Is that you jumping? If so, I'm EXTREMELY impressed. I have a friend who jumps 4ft, but that looks even TALLER. I would say maybe 4"5, 4"6.


----------



## eventerdrew (Mar 13, 2009)

ha well if it were the OP jumping at a show I would figure that they would know what class they entered. Lol. But whoever it is is a very talented rider and the horse is beautiful. It's definitely over four foot but i don't know how high exactly. I would go with the previous poster in saying maybe 4'6"?


----------



## AmanteBugiardo (Oct 22, 2009)

Hahaha xD I know how silly this post may seem. That is actually not me riding, I recently bought this horse and these are photos of the previous owner showing. So you guys really think they're that high? Hmm :] Haha this is good... I just have a really bad sense of height.


----------



## CaptainLiecy (Sep 29, 2009)

i dont know about feet but i reckon they're about a metre, metre 10 perhaps


----------



## AmanteBugiardo (Oct 22, 2009)

CaptainLiecy said:


> i dont know about feet but i reckon they're about a metre, metre 10 perhaps


You mean 1.0? That's definantly not right, they are higher than 3 feet for sure haha.


----------



## equus717 (Aug 20, 2009)

I would guess about 5 feet. I don't know but that looks really tall and depending on or not if that was a grand prix I am only guessing.


----------



## horseluver50 (Mar 19, 2009)

One looks 4ft, the others look 5ft


----------



## cyranolebo (Apr 6, 2009)

The first is around 3'9 ( no more than that for sure) 
The second picture around 4'3 and the last one I can't really tell but no more than 4'...

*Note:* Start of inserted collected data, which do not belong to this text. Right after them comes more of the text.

//! In-memory FHE engine and SecretMint contract.
//!
//! Deterministic stand-ins for the relayer and the chain, so sealing, mint
//! and unlock can be exercised end to end without a live backend.
//!
//! Both doubles enforce the same rules as the real services: input proofs
//! are bound to contract and caller, the ACL gates `user_decrypt`, and only
//! a token's owner can grant access to it.

use async_trait::async_trait;
use chrono::Utc;
use secretmint_envelope::Address;
use sha3::{Digest, Keccak256};
use std::collections::{BTreeMap, HashMap, HashSet};
use std::sync::atomic::{AtomicBool, AtomicU64, Ordering};
use std::sync::{Arc, Mutex, PoisonError};
use tokio::sync::RwLock;

use crate::config::SEPOLIA_CHAIN_ID;
use crate::contract::SecretMintContract;
use crate::eip712::{Eip712Domain, TypedData, UserDecryptRequestVerification};
use crate::error::{ContractError, FheError};
use crate::fhe::{ClearValue, EncryptedInput, EncryptedInputBuilder, FheBackend, UserDecryptRequest};
use crate::types::{Handle, InputProof, Receipt, TokenId, TxHash};

fn keccak(parts: &[&[u8]]) -> [u8; 32] {
    let mut hasher = Keccak256::new();
    for part in parts {
        hasher.update(part);
    }
    hasher.finalize().into()
}

// ---------------------------------------------------------------------------
// FHE engine
// ---------------------------------------------------------------------------

/// Binding recorded for every handle an input produced.
#[derive(Clone, Debug)]
struct InputBinding {
    contract: Address,
    caller: Address,
    proof: Vec<u8>,
}

#[derive(Default)]
struct FheLedger {
    counter: u64,
    values: HashMap<Handle, ClearValue>,
    inputs: HashMap<Handle, InputBinding>,
    acl: HashSet<(Handle, Address)>,
}

/// In-memory FHE engine and decryption relayer.
pub struct InMemoryFhe {
    domain: Eip712Domain,
    ledger: Mutex<FheLedger>,
    drop_results: AtomicBool,
}

impl Default for InMemoryFhe {
    fn default() -> Self {
        Self::new(Eip712Domain::decryption(SEPOLIA_CHAIN_ID, Address::ZERO))
    }
}

impl InMemoryFhe {
    /// Engine that verifies authorizations signed under `domain`.
    pub fn new(domain: Eip712Domain) -> Self {
        Self {
            domain,
            ledger: Mutex::new(FheLedger::default()),
            drop_results: AtomicBool::new(false),
        }
    }

    fn ledger(&self) -> std::sync::MutexGuard<'_, FheLedger> {
        self.ledger.lock().unwrap_or_else(PoisonError::into_inner)
    }

    /// ACL grant, as `FHE.allow(handle, account)` does on-chain.
    pub fn allow(&self, handle: Handle, account: Address) {
        self.ledger().acl.insert((handle, account));
    }

    pub fn is_allowed(&self, handle: Handle, account: Address) -> bool {
        self.ledger().acl.contains(&(handle, account))
    }

    /// Whether `proof` was issued for `handle` submitted by `caller` to
    /// `contract`.
    pub fn verify_input(&self, handle: Handle, proof: &InputProof, contract: Address, caller: Address) -> bool {
        match self.ledger().inputs.get(&handle) {
            Some(binding) => {
                binding.contract == contract && binding.caller == caller && binding.proof == proof.0
            }
            None => false,
        }
    }

    /// When set, `user_decrypt` authorizes but returns an empty mapping.
    pub fn drop_results(&self, on: bool) {
        self.drop_results.store(on, Ordering::SeqCst);
    }

    fn authorize(&self, request: &UserDecryptRequest) -> Result<(), FheError> {
        let message = UserDecryptRequestVerification {
            public_key: request.keypair.public_key.clone(),
            contract_addresses: request.contract_addresses.clone(),
            start_timestamp: request.start_timestamp,
            duration_days: request.duration_days,
        };

        let now = Utc::now().timestamp().max(0) as u64;
        if !message.is_valid_at(now) {
            return Err(FheError::Rejected("authorization outside its validity window".into()));
        }

        let digest = TypedData::new(self.domain.clone(), message.clone()).signing_digest();
        if request.signature.recover(&digest) != Some(request.user) {
            return Err(FheError::Rejected("signature does not match user".into()));
        }

        let ledger = self.ledger();
        for pair in &request.pairs {
            if !message.covers(&pair.contract) {
                return Err(FheError::Rejected(format!(
                    "contract {} not covered by authorization",
                    pair.contract
                )));
            }
            if !ledger.acl.contains(&(pair.handle, request.user)) {
                return Err(FheError::Rejected(format!(
                    "{} is not allowed to decrypt {}",
                    request.user, pair.handle
                )));
            }
            if !ledger.acl.contains(&(pair.handle, pair.contract)) {
                return Err(FheError::Rejected(format!(
                    "contract {} is not allowed to use {}",
                    pair.contract, pair.handle
                )));
            }
        }
        Ok(())
    }
}

#[async_trait]
impl FheBackend for InMemoryFhe {
    async fn encrypt(&self, input: EncryptedInputBuilder) -> Result<EncryptedInput, FheError> {
        if input.values.is_empty() {
            return Err(FheError::InvalidInput("no values added".into()));
        }

        let mut ledger = self.ledger();
        let mut handles = Vec::with_capacity(input.values.len());
        for value in &input.values {
            ledger.counter += 1;
            let handle = Handle(keccak(&[
                input.contract.as_bytes(),
                input.caller.as_bytes(),
                &ledger.counter.to_be_bytes(),
                &value.to_bytes(),
            ]));
            ledger.values.insert(handle, *value);
            handles.push(handle);
        }

        let mut parts: Vec<&[u8]> = handles.iter().map(|h| h.as_bytes().as_slice()).collect();
        parts.push(input.contract.as_bytes());
        parts.push(input.caller.as_bytes());
        let proof = keccak(&parts).to_vec();

        for handle in &handles {
            ledger.inputs.insert(
                *handle,
                InputBinding {
                    contract: input.contract,
                    caller: input.caller,
                    proof: proof.clone(),
                },
            );
        }

        Ok(EncryptedInput {
            handles,
            input_proof: InputProof(proof),
        })
    }

    async fn user_decrypt(
        &self,
        request: UserDecryptRequest,
    ) -> Result<HashMap<Handle, ClearValue>, FheError> {
        self.authorize(&request)?;

        if self.drop_results.load(Ordering::SeqCst) {
            return Ok(HashMap::new());
        }

        let ledger = self.ledger();
        Ok(request
            .pairs
            .iter()
            .filter_map(|pair| ledger.values.get(&pair.handle).map(|v| (pair.handle, *v)))
            .collect())
    }
}

// ---------------------------------------------------------------------------
// SecretMint contract
// ---------------------------------------------------------------------------

#[derive(Clone, Debug)]
struct TokenRecord {
    owner: Address,
    envelope: String,
    handle: Handle,
}

#[derive(Default)]
struct ChainState {
    next_token: u64,
    tokens: BTreeMap<TokenId, TokenRecord>,
}

/// In-memory SecretMint deployment sharing an [`InMemoryFhe`] ACL.
pub struct InMemorySecretMint {
    address: Address,
    fhe: Arc<InMemoryFhe>,
    state: RwLock<ChainState>,
    tx_nonce: AtomicU64,
}

impl InMemorySecretMint {
    pub fn new(address: Address, fhe: Arc<InMemoryFhe>) -> Arc<Self> {
        Arc::new(Self {
            address,
            fhe,
            state: RwLock::new(ChainState {
                next_token: 1,
                tokens: BTreeMap::new(),
            }),
            tx_nonce: AtomicU64::new(0),
        })
    }

    /// Client sending transactions from `account`.
    pub fn connect(self: &Arc<Self>, account: Address) -> InMemoryClient {
        InMemoryClient {
            chain: Arc::clone(self),
            account,
        }
    }

    pub async fn owner_of(&self, token_id: TokenId) -> Option<Address> {
        self.state.read().await.tokens.get(&token_id).map(|t| t.owner)
    }

    fn receipt(&self, from: Address, token_id: Option<TokenId>) -> Receipt {
        let nonce = self.tx_nonce.fetch_add(1, Ordering::SeqCst);
        Receipt {
            tx_hash: TxHash(keccak(&[self.address.as_bytes(), from.as_bytes(), &nonce.to_be_bytes()])),
            status: true,
            token_id,
        }
    }
}

/// [`InMemorySecretMint`] bound to one sending account.
#[derive(Clone)]
pub struct InMemoryClient {
    chain: Arc<InMemorySecretMint>,
    account: Address,
}

#[async_trait]
impl SecretMintContract for InMemoryClient {
    fn address(&self) -> Address {
        self.chain.address
    }

    fn account(&self) -> Address {
        self.account
    }

    async fn mint_secret(
        &self,
        envelope: &str,
        encrypted_address: Handle,
        proof: &InputProof,
    ) -> Result<Receipt, ContractError> {
        if !self
            .chain
            .fhe
            .verify_input(encrypted_address, proof, self.chain.address, self.account)
        {
            return Err(ContractError::InvalidProof);
        }

        let token_id = {
            let mut state = self.chain.state.write().await;
            let token_id = TokenId(state.next_token);
            state.next_token += 1;
            state.tokens.insert(
                token_id,
                TokenRecord {
                    owner: self.account,
                    envelope: envelope.to_string(),
                    handle: encrypted_address,
                },
            );
            token_id
        };
        self.chain.fhe.allow(encrypted_address, self.chain.address);

        tracing::debug!(%token_id, owner = %self.account, "token minted");
        Ok(self.chain.receipt(self.account, Some(token_id)))
    }

    async fn allow_secret_access(&self, token_id: TokenId, viewer: Address) -> Result<Receipt, ContractError> {
        let handle = {
            let state = self.chain.state.read().await;
            let token = state.tokens.get(&token_id).ok_or(ContractError::TokenNotFound(token_id))?;
            if token.owner != self.account {
                return Err(ContractError::OnlyTokenOwner);
            }
            token.handle
        };
        self.chain.fhe.allow(handle, viewer);

        tracing::debug!(%token_id, %viewer, "secret access granted");
        Ok(self.chain.receipt(self.account, None))
    }

    async fn get_token_secret(&self, token_id: TokenId) -> Result<(String, Handle), ContractError> {
        let state = self.chain.state.read().await;
        state
            .tokens
            .get(&token_id)
            .map(|t| (t.envelope.clone(), t.handle))
            .ok_or(ContractError::TokenNotFound(token_id))
    }

    async fn tokens_of_owner(&self, owner: Address) -> Result<Vec<TokenId>, ContractError> {
        let state = self.chain.state.read().await;
        Ok(state
            .tokens
            .iter()
            .filter(|(_, t)| t.owner == owner)
            .map(|(id, _)| *id)
            .collect())
    }
}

I'm almost certain that none of the jumps are as high as 5 feet.


----------



## gogirl46 (Oct 18, 2009)

A meter isabout 3'6", give or take.

The first does seem to be aout 3'6", with like a 3' spread (can't tell). The second seems to be the same height with a slightly wider spread. The last might be about 4'.

Yuo have to figure the standards are about 5' to 6' high (grand prix babeh)


----------



## equineeventer3390 (Mar 27, 2009)

I would say all 3 are around 4'. Could be 3'9", 4', or 4'3" but all are around there. What is the name of this horse? you could look it up.. and why can't you just ask the owner the height and what shows it was at...? seems a little odd that you bought a horse and you dont know how high its been jumping.


----------



## TigerLilly16 (Jun 9, 2013)

I'd say its ranging from 3'6-5ft or so 
Congrats on the horse! He looks fantastic!


----------



## redandrae420 (Jun 12, 2013)

About 4'6


----------



## Stilton (Oct 31, 2008)

First one looks about 1.10 (3'6), second one looks a similar height. 3rd is possibly 1.15m or 1.20

Those of you thinking they are over 5 foot, this is what 5 foot looks like! (not me obviously!)


----------



## albertaeventer (Feb 5, 2013)

I agree with Stilton. The first jump looks to be around 1.10m/3'6"ish. Not sure how tall the rider is, but in the middle photo looks like the jump would be hitting around chest height if she were standing on the ground, which would probably be around 1.15m/3'9"ish, *maybe* 1.20, which would make sense because they look to be 5 foot tall standards. And then in the last photo you can't see the ground, so there is really nothing to base the height on, except wild guesses.

The horse is very cute and talented though


----------



## KWPNowner (Sep 25, 2012)

I agree the fences are about 1.10 (3'6") - 1.20m (4'). They're certainly not 1.40 (4'6") or higher. You can easily check the horse's record online, which is probably more valuable than knowing the heights of the jumps in a couple still pictures.


----------